● Description of the task
Write out the complete data exactly as written.

● Supplied records
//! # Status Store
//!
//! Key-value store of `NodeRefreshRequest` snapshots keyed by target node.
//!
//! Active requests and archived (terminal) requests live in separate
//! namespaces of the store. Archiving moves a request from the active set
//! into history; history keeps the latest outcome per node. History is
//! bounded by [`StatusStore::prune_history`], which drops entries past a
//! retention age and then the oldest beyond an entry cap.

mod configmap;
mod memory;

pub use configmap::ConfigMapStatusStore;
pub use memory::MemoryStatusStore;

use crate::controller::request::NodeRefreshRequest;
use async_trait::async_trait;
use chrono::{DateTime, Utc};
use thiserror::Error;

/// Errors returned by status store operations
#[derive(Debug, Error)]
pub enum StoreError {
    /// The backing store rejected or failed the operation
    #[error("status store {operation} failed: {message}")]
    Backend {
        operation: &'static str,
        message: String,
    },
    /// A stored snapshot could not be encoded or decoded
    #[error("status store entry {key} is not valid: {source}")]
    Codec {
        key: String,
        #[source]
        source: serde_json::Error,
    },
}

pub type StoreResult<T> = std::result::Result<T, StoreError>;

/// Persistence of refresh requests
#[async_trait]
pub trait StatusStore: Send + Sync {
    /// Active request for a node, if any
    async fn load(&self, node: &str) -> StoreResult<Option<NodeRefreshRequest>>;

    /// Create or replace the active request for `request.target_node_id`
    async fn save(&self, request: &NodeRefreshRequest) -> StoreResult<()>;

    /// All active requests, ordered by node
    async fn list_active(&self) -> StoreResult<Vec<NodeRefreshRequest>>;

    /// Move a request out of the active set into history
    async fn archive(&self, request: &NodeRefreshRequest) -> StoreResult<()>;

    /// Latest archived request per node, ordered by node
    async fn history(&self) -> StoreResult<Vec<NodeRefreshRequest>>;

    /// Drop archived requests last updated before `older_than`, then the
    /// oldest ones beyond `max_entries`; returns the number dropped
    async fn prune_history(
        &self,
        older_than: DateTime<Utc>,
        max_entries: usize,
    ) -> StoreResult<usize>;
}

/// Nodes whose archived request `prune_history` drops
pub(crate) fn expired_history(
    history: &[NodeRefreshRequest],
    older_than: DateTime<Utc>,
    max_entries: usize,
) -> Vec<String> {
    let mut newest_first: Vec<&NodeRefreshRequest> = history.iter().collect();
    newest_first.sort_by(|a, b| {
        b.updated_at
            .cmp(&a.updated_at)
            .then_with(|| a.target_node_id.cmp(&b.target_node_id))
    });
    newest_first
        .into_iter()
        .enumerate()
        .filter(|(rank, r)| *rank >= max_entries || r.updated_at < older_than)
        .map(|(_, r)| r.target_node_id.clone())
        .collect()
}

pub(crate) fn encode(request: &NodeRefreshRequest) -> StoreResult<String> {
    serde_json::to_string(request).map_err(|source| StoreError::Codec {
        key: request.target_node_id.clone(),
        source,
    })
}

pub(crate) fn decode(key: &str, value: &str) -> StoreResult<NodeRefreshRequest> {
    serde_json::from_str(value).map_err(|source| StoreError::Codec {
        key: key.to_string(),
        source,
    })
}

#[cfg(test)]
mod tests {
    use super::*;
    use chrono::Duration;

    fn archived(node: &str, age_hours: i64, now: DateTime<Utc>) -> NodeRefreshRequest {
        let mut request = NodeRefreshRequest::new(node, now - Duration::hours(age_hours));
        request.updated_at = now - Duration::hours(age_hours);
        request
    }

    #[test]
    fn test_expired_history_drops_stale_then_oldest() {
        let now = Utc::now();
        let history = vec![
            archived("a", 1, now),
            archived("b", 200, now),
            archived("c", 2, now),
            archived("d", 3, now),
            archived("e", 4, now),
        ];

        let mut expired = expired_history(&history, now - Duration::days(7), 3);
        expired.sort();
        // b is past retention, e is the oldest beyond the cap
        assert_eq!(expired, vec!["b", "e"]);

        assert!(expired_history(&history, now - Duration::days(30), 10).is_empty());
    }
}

● Task output
//! # Status Store
//!
//! Key-value store of `NodeRefreshRequest` snapshots keyed by target node.
//!
//! Active requests and archived (terminal) requests live in separate
//! namespaces of the store. Archiving moves a request from the active set
//! into history; history keeps the latest outcome per node. History is
//! bounded by [`StatusStore::prune_history`], which drops entries past a
//! retention age and then the oldest beyond an entry cap.

mod configmap;
mod memory;

pub use configmap::ConfigMapStatusStore;
pub use memory::MemoryStatusStore;

use crate::controller::request::NodeRefreshRequest;
use async_trait::async_trait;
use chrono::{DateTime, Utc};
use thiserror::Error;

/// Errors returned by status store operations
#[derive(Debug, Error)]
pub enum StoreError {
    /// The backing store rejected or failed the operation
    #[error("status store {operation} failed: {message}")]
    Backend {
        operation: &'static str,
        message: String,
    },
    /// A stored snapshot could not be encoded or decoded
    #[error("status store entry {key} is not valid: {source}")]
    Codec {
        key: String,
        #[source]
        source: serde_json::Error,
    },
}

pub type StoreResult<T> = std::result::Result<T, StoreError>;

/// Persistence of refresh requests
#[async_trait]
pub trait StatusStore: Send + Sync {
    /// Active request for a node, if any
    async fn load(&self, node: &str) -> StoreResult<Option<NodeRefreshRequest>>;

    /// Create or replace the active request for `request.target_node_id`
    async fn save(&self, request: &NodeRefreshRequest) -> StoreResult<()>;

    /// All active requests, ordered by node
    async fn list_active(&self) -> StoreResult<Vec<NodeRefreshRequest>>;

    /// Move a request out of the active set into history
    async fn archive(&self, request: &NodeRefreshRequest) -> StoreResult<()>;

    /// Latest archived request per node, ordered by node
    async fn history(&self) -> StoreResult<Vec<NodeRefreshRequest>>;

    /// Drop archived requests last updated before `older_than`, then the
    /// oldest ones beyond `max_entries`; returns the number dropped
    async fn prune_history(
        &self,
        older_than: DateTime<Utc>,
        max_entries: usize,
    ) -> StoreResult<usize>;
}

/// Nodes whose archived request `prune_history` drops
pub(crate) fn expired_history(
    history: &[NodeRefreshRequest],
    older_than: DateTime<Utc>,
    max_entries: usize,
) -> Vec<String> {
    let mut newest_first: Vec<&NodeRefreshRequest> = history.iter().collect();
    newest_first.sort_by(|a, b| {
        b.updated_at
            .cmp(&a.updated_at)
            .then_with(|| a.target_node_id.cmp(&b.target_node_id))
    });
    newest_first
        .into_iter()
        .enumerate()
        .filter(|(rank, r)| *rank >= max_entries || r.updated_at < older_than)
        .map(|(_, r)| r.target_node_id.clone())
        .collect()
}

pub(crate) fn encode(request: &NodeRefreshRequest) -> StoreResult<String> {
    serde_json::to_string(request).map_err(|source| StoreError::Codec {
        key: request.target_node_id.clone(),
        source,
    })
}

pub(crate) fn decode(key: &str, value: &str) -> StoreResult<NodeRefreshRequest> {
    serde_json::from_str(value).map_err(|source| StoreError::Codec {
        key: key.to_string(),
        source,
    })
}

#[cfg(test)]
mod tests {
    use super::*;
    use chrono::Duration;

    fn archived(node: &str, age_hours: i64, now: DateTime<Utc>) -> NodeRefreshRequest {
        let mut request = NodeRefreshRequest::new(node, now - Duration::hours(age_hours));
        request.updated_at = now - Duration::hours(age_hours);
        request
    }

    #[test]
    fn test_expired_history_drops_stale_then_oldest() {
        let now = Utc::now();
        let history = vec![
            archived("a", 1, now),
            archived("b", 200, now),
            archived("c", 2, now),
            archived("d", 3, now),
            archived("e", 4, now),
        ];

        let mut expired = expired_history(&history, now - Duration::days(7), 3);
        expired.sort();
        // b is past retention, e is the oldest beyond the cap
        assert_eq!(expired, vec!["b", "e"]);

        assert!(expired_history(&history, now - Duration::days(30), 10).is_empty());
    }
}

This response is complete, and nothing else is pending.